**Task to carry out**.
Your answer should consist only of the lines below from the one with "becomes the confirmed subdomain." through the one with "let draft_domain = self.draft.custom_domain().trim();", copied exactly.

**Data for analysis**.
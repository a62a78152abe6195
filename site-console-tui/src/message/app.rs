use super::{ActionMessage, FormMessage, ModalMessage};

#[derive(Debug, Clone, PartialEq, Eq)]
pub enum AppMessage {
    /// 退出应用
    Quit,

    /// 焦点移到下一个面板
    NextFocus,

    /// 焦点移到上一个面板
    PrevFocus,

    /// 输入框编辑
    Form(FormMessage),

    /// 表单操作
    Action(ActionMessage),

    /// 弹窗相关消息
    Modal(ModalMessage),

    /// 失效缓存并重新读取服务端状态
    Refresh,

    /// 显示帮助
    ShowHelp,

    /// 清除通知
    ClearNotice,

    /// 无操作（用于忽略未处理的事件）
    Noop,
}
---
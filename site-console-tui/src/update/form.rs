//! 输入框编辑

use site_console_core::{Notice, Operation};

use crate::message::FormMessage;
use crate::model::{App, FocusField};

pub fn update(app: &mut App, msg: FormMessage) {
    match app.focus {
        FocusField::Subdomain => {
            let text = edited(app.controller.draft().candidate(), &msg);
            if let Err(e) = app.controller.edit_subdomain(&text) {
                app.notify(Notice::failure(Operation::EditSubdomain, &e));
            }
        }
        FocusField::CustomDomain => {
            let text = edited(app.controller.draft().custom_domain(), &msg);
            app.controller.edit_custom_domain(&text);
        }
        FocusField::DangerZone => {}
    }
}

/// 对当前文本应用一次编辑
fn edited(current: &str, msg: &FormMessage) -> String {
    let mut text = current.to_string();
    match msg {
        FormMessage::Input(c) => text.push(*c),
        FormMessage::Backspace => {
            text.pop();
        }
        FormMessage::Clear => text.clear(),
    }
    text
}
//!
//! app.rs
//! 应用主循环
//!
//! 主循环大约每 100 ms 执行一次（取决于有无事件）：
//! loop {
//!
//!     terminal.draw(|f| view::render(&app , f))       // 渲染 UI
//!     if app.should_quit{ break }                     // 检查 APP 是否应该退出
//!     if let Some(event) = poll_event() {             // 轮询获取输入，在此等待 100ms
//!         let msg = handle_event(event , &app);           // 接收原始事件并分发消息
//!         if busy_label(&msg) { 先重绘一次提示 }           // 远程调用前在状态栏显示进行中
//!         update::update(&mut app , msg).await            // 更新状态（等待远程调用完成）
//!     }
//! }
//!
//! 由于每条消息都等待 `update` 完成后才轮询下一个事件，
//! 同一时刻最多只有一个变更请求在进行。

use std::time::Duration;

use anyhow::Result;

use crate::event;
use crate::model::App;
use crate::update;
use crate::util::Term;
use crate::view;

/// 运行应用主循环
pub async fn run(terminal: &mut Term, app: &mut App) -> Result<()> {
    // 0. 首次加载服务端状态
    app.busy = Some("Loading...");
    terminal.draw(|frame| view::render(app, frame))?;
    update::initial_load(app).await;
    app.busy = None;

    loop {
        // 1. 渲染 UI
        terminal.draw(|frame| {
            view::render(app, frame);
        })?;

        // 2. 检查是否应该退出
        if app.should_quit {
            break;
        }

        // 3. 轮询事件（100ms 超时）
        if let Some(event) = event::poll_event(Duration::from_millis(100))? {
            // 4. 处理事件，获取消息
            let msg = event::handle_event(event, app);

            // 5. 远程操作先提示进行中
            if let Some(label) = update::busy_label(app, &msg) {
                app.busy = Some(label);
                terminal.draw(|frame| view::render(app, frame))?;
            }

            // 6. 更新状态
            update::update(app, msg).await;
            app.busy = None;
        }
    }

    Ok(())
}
...
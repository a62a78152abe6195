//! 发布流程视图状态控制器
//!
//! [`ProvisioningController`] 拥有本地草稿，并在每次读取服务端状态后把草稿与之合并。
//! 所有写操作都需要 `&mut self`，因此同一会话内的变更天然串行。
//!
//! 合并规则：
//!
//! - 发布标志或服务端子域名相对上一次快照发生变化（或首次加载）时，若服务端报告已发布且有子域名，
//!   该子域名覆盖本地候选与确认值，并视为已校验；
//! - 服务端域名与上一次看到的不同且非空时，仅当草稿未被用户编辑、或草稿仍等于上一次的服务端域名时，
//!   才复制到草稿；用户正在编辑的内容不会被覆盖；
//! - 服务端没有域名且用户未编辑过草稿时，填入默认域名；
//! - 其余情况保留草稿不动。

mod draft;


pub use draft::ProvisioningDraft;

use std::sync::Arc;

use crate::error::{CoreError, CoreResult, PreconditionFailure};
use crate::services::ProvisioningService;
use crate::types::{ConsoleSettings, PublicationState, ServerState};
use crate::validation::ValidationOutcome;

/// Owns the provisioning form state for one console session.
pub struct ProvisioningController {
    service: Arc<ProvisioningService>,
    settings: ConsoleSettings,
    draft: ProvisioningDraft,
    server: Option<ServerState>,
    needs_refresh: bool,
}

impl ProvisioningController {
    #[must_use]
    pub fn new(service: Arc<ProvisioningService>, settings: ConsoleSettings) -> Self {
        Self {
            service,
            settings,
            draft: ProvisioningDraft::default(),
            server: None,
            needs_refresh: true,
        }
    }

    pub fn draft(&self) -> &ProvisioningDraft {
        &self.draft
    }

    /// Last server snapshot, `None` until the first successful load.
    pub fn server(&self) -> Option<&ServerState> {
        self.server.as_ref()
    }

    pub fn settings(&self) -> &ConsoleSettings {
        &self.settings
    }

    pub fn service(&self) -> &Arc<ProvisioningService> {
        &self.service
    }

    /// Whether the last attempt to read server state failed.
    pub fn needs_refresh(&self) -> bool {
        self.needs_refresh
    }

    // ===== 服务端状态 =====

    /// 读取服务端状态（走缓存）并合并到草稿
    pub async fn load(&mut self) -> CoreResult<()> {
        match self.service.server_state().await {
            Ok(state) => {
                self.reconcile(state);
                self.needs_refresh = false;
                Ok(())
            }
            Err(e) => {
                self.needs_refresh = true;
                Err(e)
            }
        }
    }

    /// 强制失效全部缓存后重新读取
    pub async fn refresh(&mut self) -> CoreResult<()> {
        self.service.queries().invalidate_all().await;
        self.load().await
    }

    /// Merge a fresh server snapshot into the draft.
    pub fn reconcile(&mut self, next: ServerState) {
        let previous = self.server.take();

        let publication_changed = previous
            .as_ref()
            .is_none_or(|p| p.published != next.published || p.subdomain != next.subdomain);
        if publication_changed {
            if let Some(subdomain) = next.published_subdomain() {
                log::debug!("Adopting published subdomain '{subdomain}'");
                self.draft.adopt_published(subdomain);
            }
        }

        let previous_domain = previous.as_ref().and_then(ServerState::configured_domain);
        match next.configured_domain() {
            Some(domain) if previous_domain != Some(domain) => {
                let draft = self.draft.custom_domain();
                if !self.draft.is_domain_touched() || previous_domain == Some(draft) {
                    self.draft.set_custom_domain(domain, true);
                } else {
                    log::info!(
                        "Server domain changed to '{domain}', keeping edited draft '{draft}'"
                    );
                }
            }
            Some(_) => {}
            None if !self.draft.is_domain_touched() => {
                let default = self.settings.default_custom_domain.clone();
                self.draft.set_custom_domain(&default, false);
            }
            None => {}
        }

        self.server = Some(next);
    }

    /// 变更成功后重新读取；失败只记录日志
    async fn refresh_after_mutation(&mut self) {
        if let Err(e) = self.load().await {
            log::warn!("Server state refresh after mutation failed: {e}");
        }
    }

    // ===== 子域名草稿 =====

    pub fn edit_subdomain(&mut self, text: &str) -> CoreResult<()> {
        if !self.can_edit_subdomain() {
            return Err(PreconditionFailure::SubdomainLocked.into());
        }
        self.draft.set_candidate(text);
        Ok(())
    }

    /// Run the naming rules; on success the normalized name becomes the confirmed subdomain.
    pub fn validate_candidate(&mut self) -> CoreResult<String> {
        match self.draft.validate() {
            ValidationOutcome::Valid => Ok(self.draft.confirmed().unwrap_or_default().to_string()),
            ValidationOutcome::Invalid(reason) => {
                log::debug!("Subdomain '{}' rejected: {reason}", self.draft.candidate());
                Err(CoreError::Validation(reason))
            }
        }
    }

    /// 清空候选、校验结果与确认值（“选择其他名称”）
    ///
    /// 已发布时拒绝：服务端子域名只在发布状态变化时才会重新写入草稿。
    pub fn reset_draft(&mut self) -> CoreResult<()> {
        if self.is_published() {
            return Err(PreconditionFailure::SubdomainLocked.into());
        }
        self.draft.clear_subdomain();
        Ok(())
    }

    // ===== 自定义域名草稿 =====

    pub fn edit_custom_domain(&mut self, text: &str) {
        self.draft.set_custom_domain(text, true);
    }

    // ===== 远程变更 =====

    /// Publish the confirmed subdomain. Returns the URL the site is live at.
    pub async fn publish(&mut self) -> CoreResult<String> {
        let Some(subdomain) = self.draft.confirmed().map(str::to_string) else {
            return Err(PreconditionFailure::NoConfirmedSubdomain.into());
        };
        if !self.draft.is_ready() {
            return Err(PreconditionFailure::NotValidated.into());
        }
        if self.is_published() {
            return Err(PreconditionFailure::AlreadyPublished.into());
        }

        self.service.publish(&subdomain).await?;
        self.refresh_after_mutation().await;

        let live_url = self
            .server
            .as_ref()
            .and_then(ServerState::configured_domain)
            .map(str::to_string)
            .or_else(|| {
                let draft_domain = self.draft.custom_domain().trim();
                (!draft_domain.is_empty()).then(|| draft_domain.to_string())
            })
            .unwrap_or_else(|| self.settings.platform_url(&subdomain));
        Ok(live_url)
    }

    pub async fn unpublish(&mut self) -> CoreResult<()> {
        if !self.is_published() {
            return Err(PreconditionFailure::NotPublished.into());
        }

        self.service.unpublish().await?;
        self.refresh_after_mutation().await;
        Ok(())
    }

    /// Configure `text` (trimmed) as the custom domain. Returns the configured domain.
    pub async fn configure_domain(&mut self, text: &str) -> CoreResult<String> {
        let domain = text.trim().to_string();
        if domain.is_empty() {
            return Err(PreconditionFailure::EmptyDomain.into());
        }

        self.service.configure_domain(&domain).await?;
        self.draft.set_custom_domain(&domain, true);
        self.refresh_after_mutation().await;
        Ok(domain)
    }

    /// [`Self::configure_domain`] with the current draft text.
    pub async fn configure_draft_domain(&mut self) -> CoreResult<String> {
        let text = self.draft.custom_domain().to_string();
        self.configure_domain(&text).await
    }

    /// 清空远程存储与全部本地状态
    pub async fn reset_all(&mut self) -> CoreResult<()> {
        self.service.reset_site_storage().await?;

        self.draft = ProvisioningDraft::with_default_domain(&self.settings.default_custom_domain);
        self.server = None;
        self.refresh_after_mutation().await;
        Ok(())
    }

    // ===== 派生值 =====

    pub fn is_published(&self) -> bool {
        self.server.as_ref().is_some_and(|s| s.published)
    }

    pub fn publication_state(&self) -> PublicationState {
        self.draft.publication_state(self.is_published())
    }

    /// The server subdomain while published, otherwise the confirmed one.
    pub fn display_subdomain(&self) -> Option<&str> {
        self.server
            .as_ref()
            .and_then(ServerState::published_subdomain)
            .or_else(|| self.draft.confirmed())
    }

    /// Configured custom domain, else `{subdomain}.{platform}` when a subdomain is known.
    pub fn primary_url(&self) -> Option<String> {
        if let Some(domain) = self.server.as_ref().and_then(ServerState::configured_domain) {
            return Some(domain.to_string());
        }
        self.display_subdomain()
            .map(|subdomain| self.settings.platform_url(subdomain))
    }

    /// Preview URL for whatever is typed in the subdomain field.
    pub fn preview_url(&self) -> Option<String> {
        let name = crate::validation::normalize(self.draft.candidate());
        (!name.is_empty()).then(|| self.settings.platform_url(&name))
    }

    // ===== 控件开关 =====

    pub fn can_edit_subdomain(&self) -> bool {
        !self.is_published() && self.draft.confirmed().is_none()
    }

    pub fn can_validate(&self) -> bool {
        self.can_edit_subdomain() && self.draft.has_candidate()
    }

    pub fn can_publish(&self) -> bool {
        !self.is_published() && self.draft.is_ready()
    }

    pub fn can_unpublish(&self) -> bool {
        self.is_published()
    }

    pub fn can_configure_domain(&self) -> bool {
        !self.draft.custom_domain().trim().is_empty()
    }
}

**Reply to the exercise**.
    /// Run the naming rules; on success the normalized name becomes the confirmed subdomain.
    pub fn validate_candidate(&mut self) -> CoreResult<String> {
        match self.draft.validate() {
            ValidationOutcome::Valid => Ok(self.draft.confirmed().unwrap_or_default().to_string()),
            ValidationOutcome::Invalid(reason) => {
                log::debug!("Subdomain '{}' rejected: {reason}", self.draft.candidate());
                Err(CoreError::Validation(reason))
            }
        }
    }

    /// 清空候选、校验结果与确认值（“选择其他名称”）
    ///
    /// 已发布时拒绝：服务端子域名只在发布状态变化时才会重新写入草稿。
    pub fn reset_draft(&mut self) -> CoreResult<()> {
        if self.is_published() {
            return Err(PreconditionFailure::SubdomainLocked.into());
        }
        self.draft.clear_subdomain();
        Ok(())
    }

    // ===== 自定义域名草稿 =====

    pub fn edit_custom_domain(&mut self, text: &str) {
        self.draft.set_custom_domain(text, true);
    }

    // ===== 远程变更 =====

    /// Publish the confirmed subdomain. Returns the URL the site is live at.
    pub async fn publish(&mut self) -> CoreResult<String> {
        let Some(subdomain) = self.draft.confirmed().map(str::to_string) else {
            return Err(PreconditionFailure::NoConfirmedSubdomain.into());
        };
        if !self.draft.is_ready() {
            return Err(PreconditionFailure::NotValidated.into());
        }
        if self.is_published() {
            return Err(PreconditionFailure::AlreadyPublished.into());
        }

        self.service.publish(&subdomain).await?;
        self.refresh_after_mutation().await;

        let live_url = self
            .server
            .as_ref()
            .and_then(ServerState::configured_domain)
            .map(str::to_string)
            .or_else(|| {
                let draft_domain = self.draft.custom_domain().trim();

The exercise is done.